Array Indexing
Arrays in JScript are sparse. That is, if you have an array
with three elements that are numbered 0, 1, and 2, you can create element 50
without worrying about elements 3 through 49. If the array has an automatic
length variable (see Intrinsic Objects for an
explanation of automatic monitoring of array length), the length variable is set
to 51, rather than to 4. You can certainly create arrays in which there are no
gaps in the numbering of elements, but you aren't required to. In fact, in
JScript, your arrays don't have to have numbered subscripts at all.
In JScript, objects and arrays are essentially identical to each other. The
real difference is not in the data, but rather in the way you address the
members of an array or the properties and
methods of an object.
Addressing Arrays
There are two main ways to address the members of an array.

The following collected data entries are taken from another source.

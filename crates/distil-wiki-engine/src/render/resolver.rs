use std::collections::HashSet;
use std::convert::Infallible;
use std::fmt;

/// Default URL prefix for wiki pages.
pub const DEFAULT_WIKI_URL_PREFIX: &str = "/wiki/";
/// Default URL prefix for bibliography entries.
pub const DEFAULT_BIB_URL_PREFIX: &str = "/bib/";

/// Which kind of link a lookup was for.
#[derive(Debug, Clone, Copy, PartialEq, Eq)]
pub enum LinkKind {
    Wiki,
    Cite,
}

impl fmt::Display for LinkKind {
    fn fmt(&self, f: &mut fmt::Formatter<'_>) -> fmt::Result {
        match self {
            LinkKind::Wiki => f.write_str("wiki"),
            LinkKind::Cite => f.write_str("cite"),
        }
    }
}

/// Where a resolved link points.
#[derive(Debug, Clone, PartialEq, Eq)]
pub struct ResolvedLink {
    /// Text to show instead of the link as written; `None` keeps the source text.
    pub display_text: Option<String>,
    pub target_url: String,
}

impl ResolvedLink {
    pub fn to(target_url: impl Into<String>) -> Self {
        Self {
            display_text: None,
            target_url: target_url.into(),
        }
    }
}

/// Host-provided link lookup.
///
/// `Ok(None)` means the target does not exist and the link is rendered as
/// unresolved. An `Err` aborts rendering and is handed back to the caller.
/// Lookups must complete synchronously.
pub trait LinkResolver {
    type Error: std::error::Error + 'static;

    fn resolve_wiki_link(&self, key: &str) -> Result<Option<ResolvedLink>, Self::Error>;

    fn resolve_cite_link(&self, cite_key: &str) -> Result<Option<ResolvedLink>, Self::Error>;
}

impl<R: LinkResolver + ?Sized> LinkResolver for &R {
    type Error = R::Error;

    fn resolve_wiki_link(&self, key: &str) -> Result<Option<ResolvedLink>, Self::Error> {
        (**self).resolve_wiki_link(key)
    }

    fn resolve_cite_link(&self, cite_key: &str) -> Result<Option<ResolvedLink>, Self::Error> {
        (**self).resolve_cite_link(cite_key)
    }
}

/// Resolves nothing: every link renders as unresolved.
#[derive(Debug, Clone, Copy, Default)]
pub struct NoLinks;

impl LinkResolver for NoLinks {
    type Error = Infallible;

    fn resolve_wiki_link(&self, _key: &str) -> Result<Option<ResolvedLink>, Infallible> {
        Ok(None)
    }

    fn resolve_cite_link(&self, _cite_key: &str) -> Result<Option<ResolvedLink>, Infallible> {
        Ok(None)
    }
}

/// In-memory resolver over known page keys and cite keys.
#[derive(Debug, Clone)]
pub struct MapResolver {
    wiki_pages: HashSet<String>,
    cite_keys: HashSet<String>,
    wiki_url_prefix: String,
    bib_url_prefix: String,
}

impl Default for MapResolver {
    fn default() -> Self {
        Self {
            wiki_pages: HashSet::new(),
            cite_keys: HashSet::new(),
            wiki_url_prefix: DEFAULT_WIKI_URL_PREFIX.to_string(),
            bib_url_prefix: DEFAULT_BIB_URL_PREFIX.to_string(),
        }
    }
}

impl MapResolver {
    pub fn new() -> Self {
        Self::default()
    }

    pub fn with_prefixes(mut self, wiki: impl Into<String>, bib: impl Into<String>) -> Self {
        self.wiki_url_prefix = wiki.into();
        self.bib_url_prefix = bib.into();
        self
    }

    pub fn with_wiki_page(mut self, key: impl Into<String>) -> Self {
        self.wiki_pages.insert(key.into());
        self
    }

    pub fn with_cite_key(mut self, cite_key: impl Into<String>) -> Self {
        self.cite_keys.insert(cite_key.into());
        self
    }
}

impl LinkResolver for MapResolver {
    type Error = Infallible;

    fn resolve_wiki_link(&self, key: &str) -> Result<Option<ResolvedLink>, Infallible> {
        Ok(self
            .wiki_pages
            .contains(key)
            .then(|| ResolvedLink::to(format!("{}{key}", self.wiki_url_prefix))))
    }

    fn resolve_cite_link(&self, cite_key: &str) -> Result<Option<ResolvedLink>, Infallible> {
        Ok(self
            .cite_keys
            .contains(cite_key)
            .then(|| ResolvedLink::to(format!("{}{cite_key}", self.bib_url_prefix))))
    }
}
pub mod blocks;
pub mod inline;
pub mod markup;
pub mod snapshot;

#[cfg(test)]
mod tests;

use std::borrow::Cow;

use serde::Serialize;

use blocks::{Block, BlockBuilder, WikiLineClassifier};

/// A parsed wiki document: top-level blocks in source order.
#[derive(Debug, Clone, Default, PartialEq, Eq, Serialize)]
pub struct Document {
    pub blocks: Vec<Block>,
}

impl Document {
    pub fn is_empty(&self) -> bool {
        self.blocks.is_empty()
    }

    /// Serializes the tree back to wiki markup. See [`markup::to_markup`].
    pub fn to_markup(&self) -> String {
        markup::to_markup(self)
    }
}

/// Parses raw wiki text into a [`Document`].
///
/// Total: every input has a parse, and malformed markup degrades to text.
pub fn parse_blocks(raw_text: &str) -> Document {
    let text = normalize_line_endings(raw_text);
    let classifier = WikiLineClassifier;
    let mut builder = BlockBuilder::new();

    for line in text.lines() {
        let lc = classifier.classify(line);
        builder.push(&lc);
    }

    Document {
        blocks: builder.finish(),
    }
}

/// `\r\n` and lone `\r` both end a line.
fn normalize_line_endings(s: &str) -> Cow<'_, str> {
    if s.contains('\r') {
        Cow::Owned(s.replace("\r\n", "\n").replace('\r', "\n"))
    } else {
        Cow::Borrowed(s)
    }
}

Ordinarily, you address arrays by using brackets. The brackets enclose either a
numeric value or an expression that
evaluates to a nonnegative integer. The following example assumes that the
entryNum variable is defined and assigned a value elsewhere in the
script.
theListing = addressBook[entryNum];
theFirstLine = theListing[1];
This method of addressing is equivalent to the method
for addressing objects, though in object addressing, what follows the period
must be the name of an actual property. If there is no such property, your code
generates an error.
The second way to address an array is to make an object/array that contains
properties that are numbered, and then generate the numbers in a loop. The
following example generates two arrays, one for the name and one for the
address, from a listing in addressBook. Each of these contains four
properties. An instance of theName, for example, built from the [Name1]
through [Name4] properties of theListing, might contain "G." "Edward"
"Heatherington" "IV", or "George" "" "Sand" "".
theListing = addressBook[entryNum];
for (i = 1; i < 4; i++) {
theName[i] = theListing["Name" + i];
theAddress[i] = theListing["Address" + i];
}
While this particular instance is short, and could
easily have been written in the "dot" style of notation,that is, addressing
theListing, theName, and theAddress as objects rather than
as arrays, that is not always possible. Sometimes the particular property may
not exist until run time, or there may be no way to know which one it will be in
advance. For example, if the addressBook array were arranged by last name
instead of by numbered listings, the user would probably be entering names "on
the fly," while the script is running, to look people up. The following example
assumes the existence of appropriate function definitions elsewhere in the
script.
theListing = addressBook[getName()];
theIndivListing = theListing[getFirstName()];
This is associative addressing of the array,
that is, addressing by means of fully arbitrary strings.